A major earthquake would cripple transportation on Interstate 5 as bridges and overpasses collapse from two to four minutes of ground shaking, possible very severe, with stressful aftershocks for weeks.
“It’s going to shake here,” she said. “Single-family homes will bounce off their foundations. Landslides will cause transportation between I-5 and (Highway) 101 on the coast to be cut off for three to five years.”
A big quake will cause liquefaction, in which the ground, if saturated with water, will “turn to pudding,” causing hardware, such as sewer systems, septic lines and gas tanks, to rise up out of the earth.
Lines from Washington state gasoline refineries cross 15 rivers, leaving them vulnerable to quake tremors, she says. Most of these were built in the mid-20th century, with no thought to making them quake-resistant, she says, adding that they would be offline for at least six months.
Electrical power would be down from one to three months until transformers and the electrical grid get going again, she says.

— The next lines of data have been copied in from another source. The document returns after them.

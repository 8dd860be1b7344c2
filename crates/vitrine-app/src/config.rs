//! Application configuration.

use std::path::Path;

use peniko::Color;
use serde::{Deserialize, Serialize};
use vitrine_core::{ConfigError, ConfigResult, ImageProps, ViewerConfig};

/// Page background used when the configured color does not parse.
const DEFAULT_BACKGROUND: Color = Color::from_rgba8(243, 244, 246, 255);

/// Parse a color from hex string (e.g., "#f3f4f6").
fn parse_color(s: &str) -> Option<Color> {
    let s = s.trim();
    if s.starts_with('#') && s.len() == 7 && s.is_ascii() {
        let r = u8::from_str_radix(&s[1..3], 16).ok()?;
        let g = u8::from_str_radix(&s[3..5], 16).ok()?;
        let b = u8::from_str_radix(&s[5..7], 16).ok()?;
        Some(Color::from_rgba8(r, g, b, 255))
    } else {
        None
    }
}

/// Application configuration.
#[derive(Debug, Clone, Serialize, Deserialize)]
#[serde(default)]
pub struct AppConfig {
    pub title: String,
    pub width: u32,
    pub height: u32,
    /// Page background as "#rrggbb"
    pub background: String,
    /// Image shown in the showcase section
    pub showcase: ImageProps,
    pub viewer: ViewerConfig,
}

impl Default for AppConfig {
    fn default() -> Self {
        Self {
            title: "Company".to_string(),
            width: 1280,
            height: 800,
            background: "#f3f4f6".to_string(),
            showcase: ImageProps::new("attractive.png", "Attractive png", 2514, 1406),
            viewer: ViewerConfig::default(),
        }
    }
}

impl AppConfig {
    /// Parse and validate a config from JSON. Missing fields use defaults.
    pub fn from_json(json: &str) -> ConfigResult<Self> {
        let config: Self = serde_json::from_str(json)?;
        config.validate()?;
        Ok(config)
    }

    /// Load and validate a config file.
    pub fn load(path: impl AsRef<Path>) -> ConfigResult<Self> {
        let path = path.as_ref();
        let json = std::fs::read_to_string(path)?;
        let config = Self::from_json(&json)?;
        log::info!("Loaded app config from {}", path.display());
        Ok(config)
    }

    /// Check that all values are usable.
    pub fn validate(&self) -> ConfigResult<()> {
        if self.width == 0 || self.height == 0 {
            return Err(ConfigError::Invalid(format!(
                "window size must be positive, got {}x{}",
                self.width, self.height
            )));
        }
        if parse_color(&self.background).is_none() {
            return Err(ConfigError::Invalid(format!(
                "background must be #rrggbb, got {:?}",
                self.background
            )));
        }
        self.showcase
            .validate()
            .map_err(|e| ConfigError::Invalid(e.to_string()))?;
        self.viewer.validate()
    }

    /// Page background color.
    pub fn background_color(&self) -> Color {
        parse_color(&self.background).unwrap_or(DEFAULT_BACKGROUND)
    }
}
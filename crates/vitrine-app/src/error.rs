//! Application error types.

use thiserror::Error;
use vitrine_core::{ConfigError, ViewerError};

/// Errors that stop the application.
#[derive(Debug, Error)]
pub enum AppError {
    #[error("Event loop error: {0}")]
    EventLoop(#[from] winit::error::EventLoopError),
    #[error("Failed to create window: {0}")]
    Window(#[from] winit::error::OsError),
    #[error("Failed to attach canvas: {0}")]
    Canvas(String),
    #[error("Failed to create surface: {0}")]
    Surface(String),
    #[error("Configuration error: {0}")]
    Config(#[from] ConfigError),
    #[error("Invalid showcase viewer: {0}")]
    Viewer(#[from] ViewerError),
}

/// Result type for application operations.
pub type AppResult<T> = Result<T, AppError>;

A region’s markets have food enough for only three days, so families should store at least three weeks of nonperishable food — tuna, beans, freeze-dried items — and other vital commodities, such as toilet paper.
Rizzo advocates planning on the household, regional and statewide levels before the inevitable quake emanates from the “big, bad, ugly” Cascadia Subduction Zone, which runs 600 miles from about Eureka, Calif., to the north end of Vancouver Island.
The North American tectonic plate, on which the Rogue Valley rests, is moving southwesterly a couple of inches a year, overriding oceanic plates and building up tension. When the tension is released, she said, it causes far-reaching land quakes and lifts an enormous amount of sea water, which will slam the Oregon Coast with tsunamis.
Partial quakes happen on an average of every 240 years. The last one was in 1700, so it’s been 213 years. Quakes of the entire length of the zone come every 500 to 600 years and governments should expect those to be 9.0 or more on the Richter scale — tremendously devastating.